He soon recognised his worthy host, though a maud, as it is called, or a grey shepherd's-plaid, supplied his travelding jockey-coat, and a cap, faced with wild-cat's fur, more commodiously covered his bandaged head than a hat would have done. As he appeared through the morning mist, Brown, accustomed to judge of men by their thews and sinews, could not help admiring his height, the breadth of his shoulders, and the steady firmness of his step. Dinmont internally paid the same compliment to Brown, whose athletic form he now perused somewhat more at leisure than he had done formerly. After the usual greetings of the morning, the guest inquired whether his host found any inconvenient consequences from the last night's affray.

"I had maist forgotten't," said the hardy Borderer; "but I think this morning, now that I am fresh and sober, if you and I were at the Withershins' Latch, wi' ilka ane a gude oak souple in his hand, we wadna turn back, no for half a dizzen o' yon scaff-raff."

"But are you prudent, my good sir," said Brown, "not to take an hour or two's repose after receiving such severe contusions?"

"Confusions!" replied the farmer, laughing in derision; "Lord, Captain, naething confuses my head-I ance jumped

up and laid the dogs on the fox after I had tumbled from the tap o' Christenbury Craig, and that might have confused me to purpose. Na, naething confuses me, unless it be a screed o' drink at an orra time. Besides, I behooved to be round the hirsel this morning, and see how the herds were coming on-they're apt to be negligent wi' their footballs, and fairs, and trysts, when ane's away. And there I met wi' Tam o' Todshaw, and a wheen o' the rest o' the billies on the water side; they're a' for a fox-hunt this morning,-ye'll gang? I'll gie ye Dumple, and take the brood mare mysell."

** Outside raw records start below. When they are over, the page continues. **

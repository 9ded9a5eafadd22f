//! Stable exit codes for ci-runner commands.
//!
//! Only fatal setup errors change the exit code. Failing tools and hooks never do.

/// Every step was attempted (regardless of individual step results).
pub const OK: i32 = 0;
/// `ci.json` could not be read or parsed, or an enabled inspection is incomplete.
pub const INVALID_CONFIG: i32 = 1;
/// The project directory does not exist or is not accessible.
pub const INVALID_PATH: i32 = 2;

"But I fear I must leave you this morning, Mr. Dinmont," replied Brown.

"The fient a bit o' that," exclaimed the Borderer-"I'll no part wi' ye at ony rate for a fortnight mair-Na, na; we dinna meet sic friends as you on a Bewcastle moss every night."

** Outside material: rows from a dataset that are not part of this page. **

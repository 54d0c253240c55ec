use criterion::{BenchmarkId, Criterion, Throughput, criterion_group, criterion_main};
use std::fs;

use pfparse::dict::ShardedDict;
use pfparse::krhash::{KrWindow, kr_hash};
use pfparse::parse::{ParseConfig, process_file};

/// Text over the valid byte range with enough repetition for a small dictionary.
fn make_test_data(size: usize) -> Vec<u8> {
    let mut seed = 0x9E37_79B9_7F4A_7C15u64;
    let block: Vec<u8> = (0..64 * 1024)
        .map(|_| {
            seed ^= seed << 13;
            seed ^= seed >> 7;
            seed ^= seed << 17;
            (seed % 26) as u8 + b'a'
        })
        .collect();
    block.iter().copied().cycle().take(size).collect()
}

fn bench_rolling_window(c: &mut Criterion) {
    let data = make_test_data(1024 * 1024);
    let mut group = c.benchmark_group("kr_window");
    group.throughput(Throughput::Bytes(data.len() as u64));
    for w in [10usize, 32] {
        group.bench_with_input(BenchmarkId::new("add_byte", w), &data, |b, data| {
            b.iter(|| {
                let mut krw = KrWindow::new(w);
                data.iter().fold(0u64, |acc, &c| acc ^ krw.add_byte(c))
            });
        });
    }
    group.bench_with_input(BenchmarkId::new("kr_hash", "1MB"), &data, |b, data| {
        b.iter(|| kr_hash(data));
    });
    group.finish();
}

fn bench_process_file(c: &mut Criterion) {
    let dir = tempfile::tempdir().unwrap();
    let input = dir.path().join("bench.txt");
    let data = make_test_data(16 * 1024 * 1024);
    fs::write(&input, &data).unwrap();

    let mut group = c.benchmark_group("process_file");
    group.sample_size(10);
    group.throughput(Throughput::Bytes(data.len() as u64));
    for threads in [1usize, 2, 4, 8] {
        let config = ParseConfig {
            threads,
            ..ParseConfig::default()
        };
        group.bench_with_input(BenchmarkId::new("16MB", threads), &config, |b, config| {
            b.iter(|| {
                let dict = ShardedDict::new(config.shard_count(), config.max_occurrences);
                process_file(&input, &input, config, &dict).unwrap()
            });
        });
    }
    group.finish();
}

criterion_group!(benches, bench_rolling_window, bench_process_file);
criterion_main!(benches);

Brown had not designed his journey should be a speedy one; he therefore readily compounded with this hearty invitation, by agreeing to pass a week at Charlies-hope.

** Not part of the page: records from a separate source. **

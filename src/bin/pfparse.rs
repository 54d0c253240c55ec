use std::path::PathBuf;
use std::process;
use std::time::Instant;

use anyhow::Context;
use clap::{ArgAction, Parser};
use tracing::{Level, info};
use tracing_subscriber::EnvFilter;

use pfparse::ParseConfig;
use pfparse::common::reset_sigpipe;

const TOOL_NAME: &str = "pfparse";

#[derive(Parser)]
#[command(
    name = "pfparse",
    version,
    about = "Split FILE into overlapping words at rolling-hash boundaries and write \
             the dictionary (.dict, .occ), the parse (.parse) and the last-char \
             stream (.last, optionally .sai)"
)]
struct Cli {
    /// Sliding window size
    #[arg(short = 'w', long = "window", default_value_t = 10)]
    window: usize,

    /// Modulus used during parsing: a window whose fingerprint is divisible by it ends a word
    #[arg(short = 'p', long = "modulus", default_value_t = 100)]
    modulus: u64,

    /// Number of scanner threads
    #[arg(short = 't', long = "threads", default_value_t = 1)]
    threads: usize,

    /// Number of dictionary shards (0 = 8 per thread)
    #[arg(long = "shards", default_value_t = 0)]
    shards: usize,

    /// Also write the ending position of every word (.sai)
    #[arg(short = 's', long = "sa-info")]
    sa_info: bool,

    /// Maximum number of occurrences of a single dictionary word
    #[arg(long = "max-occ", value_name = "N", default_value_t = u32::MAX)]
    max_occ: u32,

    /// Keep the per-thread intermediate files
    #[arg(short = 'k', long = "keep-temp")]
    keep_temp: bool,

    /// Base name of the output files (defaults to FILE)
    #[arg(short = 'o', long = "output", value_name = "BASE")]
    output: Option<PathBuf>,

    /// Verbosity level (repeat for more detail)
    #[arg(short = 'v', long = "verbose", action = ArgAction::Count)]
    verbose: u8,

    /// Input file; bytes 0x00..=0x02 are reserved and must not occur
    file: PathBuf,
}

/// RUST_LOG wins; otherwise -v picks info, -vv debug.
fn init_tracing(verbose: u8) {
    let default = match verbose {
        0 => "warn",
        1 => "info",
        _ => "debug",
    };
    let env_filter = EnvFilter::try_from_default_env()
        .or_else(|_| EnvFilter::try_new(default))
        .unwrap_or_else(|_| EnvFilter::new("warn"));
    let max_level = env_filter
        .max_level_hint()
        .and_then(|hint| hint.into_level())
        .unwrap_or(Level::WARN);
    tracing_subscriber::fmt()
        .with_env_filter(env_filter)
        .with_writer(std::io::stderr)
        .with_target(false)
        .with_level(true)
        .with_max_level(max_level)
        .init();
}

fn run(cli: &Cli) -> anyhow::Result<()> {
    let config = ParseConfig {
        window: cli.window,
        modulus: cli.modulus,
        threads: cli.threads,
        shards: cli.shards,
        sa_info: cli.sa_info,
        max_occurrences: cli.max_occ,
        keep_temp: cli.keep_temp,
    };
    let base = cli.output.clone().unwrap_or_else(|| cli.file.clone());

    info!(
        window = config.window,
        modulus = config.modulus,
        threads = config.threads,
        sa_info = config.sa_info,
        "parsing {}",
        cli.file.display()
    );
    let start = Instant::now();
    let summary = pfparse::run(&cli.file, &base, &config)
        .with_context(|| format!("cannot parse '{}'", cli.file.display()))?;
    info!(
        elapsed_ms = start.elapsed().as_millis() as u64,
        "text length {}, {} words, {} distinct, dictionary {} bytes",
        summary.file_len,
        summary.words,
        summary.distinct_words,
        summary.dict_bytes
    );
    Ok(())
}

fn main() {
    reset_sigpipe();
    let cli = Cli::parse();
    init_tracing(cli.verbose);

    if let Err(e) = run(&cli) {
        eprintln!("{}: {:#}", TOOL_NAME, e);
        process::exit(1);
    }
}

On their return to the house, where the gudewife presided over an ample breakfast, she heard news of the proposed foxhunt, not indeed with approbation, but without alarm or surprise. "Dand! ye're the auld man yet-naething will make ye take warning till ye're brought hame some day wi' your feet foremost."

"Tut, lass!" answered Dandie, "ye ken yoursell I am never a prin the waur o' my rambles."

So saying, he exhorted Brown to be hasty in despatching his breakfast, as, "the frost having given way, the scent would lie this morning primely."

Out they sallied accordingly for Otterscopescaurs, the farmer leading the way. They soon quitted the little valley, and involved themselves among hills as steep as they could be without being precipitous. The sides often presented gullies, down which, in the winter season, or after heavy rain, the torrents descended with great fury. Some dappled mists still floated along the peaks of the hills, the remains of the morning clouds, for the frost had broken up with a smart shower. Through these fleecy screens were seen a hundred little temporary streamlets, or rills, descending the sides of the mountains like silver threads. By small sheep-tracks along these steeps, over which Dinmont trotted with the most fearless confidence, they at length drew near the scene of sport, and began to see other men, both on horse and foot, making

toward the place of rendezvous. Brown was puzzling himself to conceive how a fox-chase could take place among hills, where it was barely possible for a pony, accustomed to the ground, to trot along, but where, quitting the track for half a yard's breadth, the rider might be either bogged, or precipitated down the bank. This wonder was not diminished when he came to the place of action.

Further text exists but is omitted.